Hebrew Word Frequency Counter

Count word frequencies in Hebrew text with optional shoresh root grouping

Tallies word frequencies in Hebrew text, optionally stripping niqqud vowel points and normalising final-letter forms, and can group words by an approximate shoresh (three-letter root). Ranks by count. Runs in your browser. It runs free in your browser on Gera Tools, with nothing uploaded.

Last updated Source: Gera Tools

How are Hebrew words counted?

The text is split on spaces, line breaks, and punctuation such as the maqaf, geresh, and gershayim, then identical surface forms are tallied. With normalisation enabled, niqqud is removed and final letters are folded so the same word counts together regardless of pointing.

Hebrew frequency analysis has two wrinkles: optional niqqud vowel points and the five letters that change shape at the end of a word.
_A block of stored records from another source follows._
use crate::{Point3, Vec3};

/// A ray in 3D space: `origin + t * direction`.
///
/// The direction is not required to be unit length; callers normalize
/// where the math needs it. `time` is carried along but never sampled.
#[derive(Debug, Copy, Clone, PartialEq)]
pub struct Ray {
    pub origin: Point3,
    pub direction: Vec3,
    pub time: f64,
}

impl Ray {
    /// Create a new ray.
    #[inline]
    pub fn new(origin: Point3, direction: Vec3, time: f64) -> Self {
        Self {
            origin,
            direction,
            time,
        }
    }

    /// Create a ray at time 0.
    #[inline]
    pub fn new_simple(origin: Point3, direction: Vec3) -> Self {
        Self::new(origin, direction, 0.0)
    }

    #[inline]
    pub fn origin(&self) -> Point3 {
        self.origin
    }

    #[inline]
    pub fn direction(&self) -> Vec3 {
        self.direction
    }

    #[inline]
    pub fn time(&self) -> f64 {
        self.time
    }

    /// Position along the ray at parameter t.
    #[inline]
    pub fn at(&self, t: f64) -> Point3 {
        self.origin + t * self.direction
    }
}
This tool counts how often each word appears, optionally folding those variants, and can cluster inflected forms by an approximate shoresh (three-letter root).

How it works

Tokens are split on whitespace and Hebrew and Latin punctuation. When normalisation is enabled the tool runs two passes before counting:

niqqud  → remove vowel points and cantillation U+0591–U+05C7
finals  → ך→כ  ם→מ  ן→נ  ף→פ  ץ→צ

For shoresh grouping it strips frequent prefixes — the definite article ה and the clitic letters ב כ ל מ ש ו — and common suffixes, then keeps up to three core letters as an approximation of the triliteral root that underlies most Hebrew vocabulary.
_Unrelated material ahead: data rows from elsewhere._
/// A real interval `[min, max]` used for valid ray distances and color clamping.
#[derive(Debug, Clone, Copy, PartialEq)]
pub struct Interval {
    pub min: f64,
    pub max: f64,
}

impl Interval {
    /// An empty interval (min > max, contains nothing).
    pub const EMPTY: Interval = Interval::new(f64::INFINITY, f64::NEG_INFINITY);

    /// Contains every value.
    pub const UNIVERSE: Interval = Interval::new(f64::NEG_INFINITY, f64::INFINITY);

    /// Range an 8-bit channel is clamped to before scaling by 256.
    /// Stops short of 1.0 so that full intensity maps to 255, not 256.
    pub const INTENSITY: Interval = Interval::new(0.0, 0.999);

    pub const fn new(min: f64, max: f64) -> Self {
        Self { min, max }
    }

    pub fn size(&self) -> f64 {
        self.max - self.min
    }

    /// Inclusive containment.
    pub fn contains(&self, x: f64) -> bool {
        self.min <= x && x <= self.max
    }

    /// Exclusive containment.
    pub fn surrounds(&self, x: f64) -> bool {
        self.min < x && x < self.max
    }

    pub fn clamp(&self, x: f64) -> f64 {
        x.clamp(self.min, self.max)
    }

    /// Same lower bound, upper bound replaced by `max`.
    ///
    /// Used while scanning a list of surfaces: once something is hit at `t`,
    /// only strictly closer hits may replace it.
    pub fn with_max(&self, max: f64) -> Interval {
        Interval::new(self.min, max)
    }
}

impl Default for Interval {
    fn default() -> Self {
        Self::EMPTY
    }
}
The five sofit (final) letters

Hebrew has five letters that take a distinct “final” form when they appear at the end of a word:

Normal formFinal formLetter name
כךKaf
מםMem
נןNun
פףPe
צץTsadi

In Unicode, each pair occupies different code points (for example, Mem is U+05DE and Final Mem is U+05DD). Without final-letter normalisation, a word appearing mid-sentence would not match the same word appearing at sentence end, causing undercount. Enabling normalisation folds all five pairs before tallying.

What niqqud stripping does

Modern printed Hebrew and most digital text is unpointed. Liturgical texts, children’s books, and learner materials carry niqqud vowel points. When you run frequency analysis on pointed text without stripping nikud, a single word can appear as multiple tokens (e.g., one with full pointing, one partially pointed) that the counter sees as different strings. Stripping niqqud removes all combining marks in the U+0591–U+05C7 range before counting, merging these variants.
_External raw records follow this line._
//! Surface materials and their scattering rules.

use crate::hittable::HitRecord;
use crate::sampling::{gen_f64, random_unit_vector};
use lumen_math::{near_zero, Color, Ray, Vec3};
use rand::RngCore;

/// Outcome of a scatter that was not absorbed.
#[derive(Debug, Clone, Copy)]
pub struct ScatterResult {
    /// Color multiplier for light returning along `scattered`
    pub attenuation: Color,
    pub scattered: Ray,
}

/// Closed set of surface materials.
///
/// Materials are immutable and shared between surfaces through `Arc`.
#[derive(Debug, Clone)]
pub enum Material {
    Lambertian(Lambertian),
    Metal(Metal),
    Dielectric(Dielectric),
}

impl Material {
    /// Scatter an incoming ray at a hit point.
    ///
    /// Returns `None` when the ray is absorbed.
    pub fn scatter(
        &self,
        ray_in: &Ray,
        rec: &HitRecord,
        rng: &mut dyn RngCore,
    ) -> Option<ScatterResult> {
        match self {
            Material::Lambertian(m) => Some(m.scatter(ray_in, rec, rng)),
            Material::Metal(m) => m.scatter(ray_in, rec, rng),
            Material::Dielectric(m) => Some(m.scatter(ray_in, rec, rng)),
        }
    }
}

impl From<Lambertian> for Material {
    fn from(m: Lambertian) -> Self {
        Material::Lambertian(m)
    }
}

impl From<Metal> for Material {
    fn from(m: Metal) -> Self {
        Material::Metal(m)
    }
}

impl From<Dielectric> for Material {
    fn from(m: Dielectric) -> Self {
        Material::Dielectric(m)
    }
}

/// Lambertian (diffuse) material.
#[derive(Debug, Clone, Copy)]
pub struct Lambertian {
    albedo: Color,
}

impl Lambertian {
    pub fn new(albedo: Color) -> Self {
        Self { albedo }
    }

    pub fn albedo(&self) -> Color {
        self.albedo
    }

    /// Never absorbs.
    pub fn scatter(&self, ray_in: &Ray, rec: &HitRecord, rng: &mut dyn RngCore) -> ScatterResult {
        let direction = diffuse_direction(rec.normal, random_unit_vector(rng));
        ScatterResult {
            attenuation: self.albedo,
            scattered: Ray::new(rec.p, direction, ray_in.time()),
        }
    }
}

/// Normal plus a unit sample; falls back to the normal when they cancel.
#[inline]
pub(crate) fn diffuse_direction(normal: Vec3, unit_sample: Vec3) -> Vec3 {
    let direction = normal + unit_sample;
    if near_zero(direction) {
        normal
    } else {
        direction
    }
}

/// Metal (specular) material.
#[derive(Debug, Clone, Copy)]
pub struct Metal {
    albedo: Color,
    fuzz: f64,
}

impl Metal {
    /// - `albedo`: The color of the metal
    /// - `fuzz`: Roughness, clamped to [0, 1]; 0.0 is a perfect mirror
    pub fn new(albedo: Color, fuzz: f64) -> Self {
        Self {
            albedo,
            fuzz: fuzz.clamp(0.0, 1.0),
        }
    }

    pub fn albedo(&self) -> Color {
        self.albedo
    }

    pub fn fuzz(&self) -> f64 {
        self.fuzz
    }

    /// Absorbs when the fuzzed reflection dips below the surface.
    pub fn scatter(
        &self,
        ray_in: &Ray,
        rec: &HitRecord,
        rng: &mut dyn RngCore,
    ) -> Option<ScatterResult> {
        let reflected = reflect(ray_in.direction(), rec.normal).normalize();
        let direction = reflected + self.fuzz * random_unit_vector(rng);

        if direction.dot(rec.normal) > 0.0 {
            Some(ScatterResult {
                attenuation: self.albedo,
                scattered: Ray::new(rec.p, direction, ray_in.time()),
            })
        } else {
            None
        }
    }
}

/// Dielectric (glass) material.
#[derive(Debug, Clone, Copy)]
pub struct Dielectric {
    /// Refractive index in vacuum or air, or the ratio of the material's
    /// index over the index of the enclosing medium
    refraction_index: f64,
}

impl Dielectric {
    /// - `refraction_index`: 1.0 = air, 1.5 = glass, 2.4 = diamond
    pub fn new(refraction_index: f64) -> Self {
        Self { refraction_index }
    }

    pub fn refraction_index(&self) -> f64 {
        self.refraction_index
    }

    /// Schlick's approximation for reflectance.
    fn reflectance(cosine: f64, refraction_index: f64) -> f64 {
        let r0 = ((1.0 - refraction_index) / (1.0 + refraction_index)).powi(2);
        r0 + (1.0 - r0) * (1.0 - cosine).powi(5)
    }

    /// Never absorbs; either reflects or refracts.
    pub fn scatter(&self, ray_in: &Ray, rec: &HitRecord, rng: &mut dyn RngCore) -> ScatterResult {
        let ri = if rec.front_face {
            1.0 / self.refraction_index
        } else {
            self.refraction_index
        };

        let unit_direction = ray_in.direction().normalize();
        let cos_theta = (-unit_direction).dot(rec.normal).min(1.0);
        let sin_theta = (1.0 - cos_theta * cos_theta).sqrt();

        // Total internal reflection
        let cannot_refract = ri * sin_theta > 1.0;

        let direction = if cannot_refract || Self::reflectance(cos_theta, ri) > gen_f64(rng) {
            reflect(unit_direction, rec.normal)
        } else {
            refract(unit_direction, rec.normal, ri)
        };

        ScatterResult {
            attenuation: Color::ONE,
            scattered: Ray::new(rec.p, direction, ray_in.time()),
        }
    }
}

/// Mirror `v` about the normal `n`.
#[inline]
pub(crate) fn reflect(v: Vec3, n: Vec3) -> Vec3 {
    v - 2.0 * v.dot(n) * n
}

/// Snell refraction of unit vector `uv` through normal `n`.
#[inline]
pub(crate) fn refract(uv: Vec3, n: Vec3, etai_over_etat: f64) -> Vec3 {
    let cos_theta = (-uv).dot(n).min(1.0);
    let r_out_perp = etai_over_etat * (uv + cos_theta * n);
    let r_out_parallel = -(1.0 - r_out_perp.length_squared()).abs().sqrt() * n;
    r_out_perp + r_out_parallel
}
The shoresh (root) approximation

Most Hebrew content words derive from a triliteral root — a three-letter base from which related words are built by inserting vowel patterns and adding affixes. For example, the root כ-ת-ב (write) underlies:

  • כתב — wrote (verb)
  • מכתב — letter (noun)
  • כותב — writer / writing (participle)
  • כתיבה — writing (gerund)
  • נכתב — was written (passive)

Shoresh grouping strips the most common prefixes (ה, ו, ב, כ, ל, מ, ש) and suffixes, then reduces the stem to three letters. This is an approximation — a proper morphological analyser using a full lexicon would be more accurate — but it meaningfully clusters related forms and reveals the thematic distribution of a text.

Practical uses

  • Vocabulary analysis: Find the highest-frequency words in a learner text to prioritise which vocabulary to teach or study.
  • Concordance building: Identify all occurrences and frequency of key words in a biblical passage, sermon, or literary text.
  • Authorship and style: Compare word distributions across texts or authors.
  • Translation prep: Know which terms appear most often before starting a translation so you can decide on consistent renderings early.

Strip niqqud when working with pointed liturgical or learner text so it matches everyday unpointed spelling; keep niqqud if your study specifically concerns vowel patterns and pointing variants.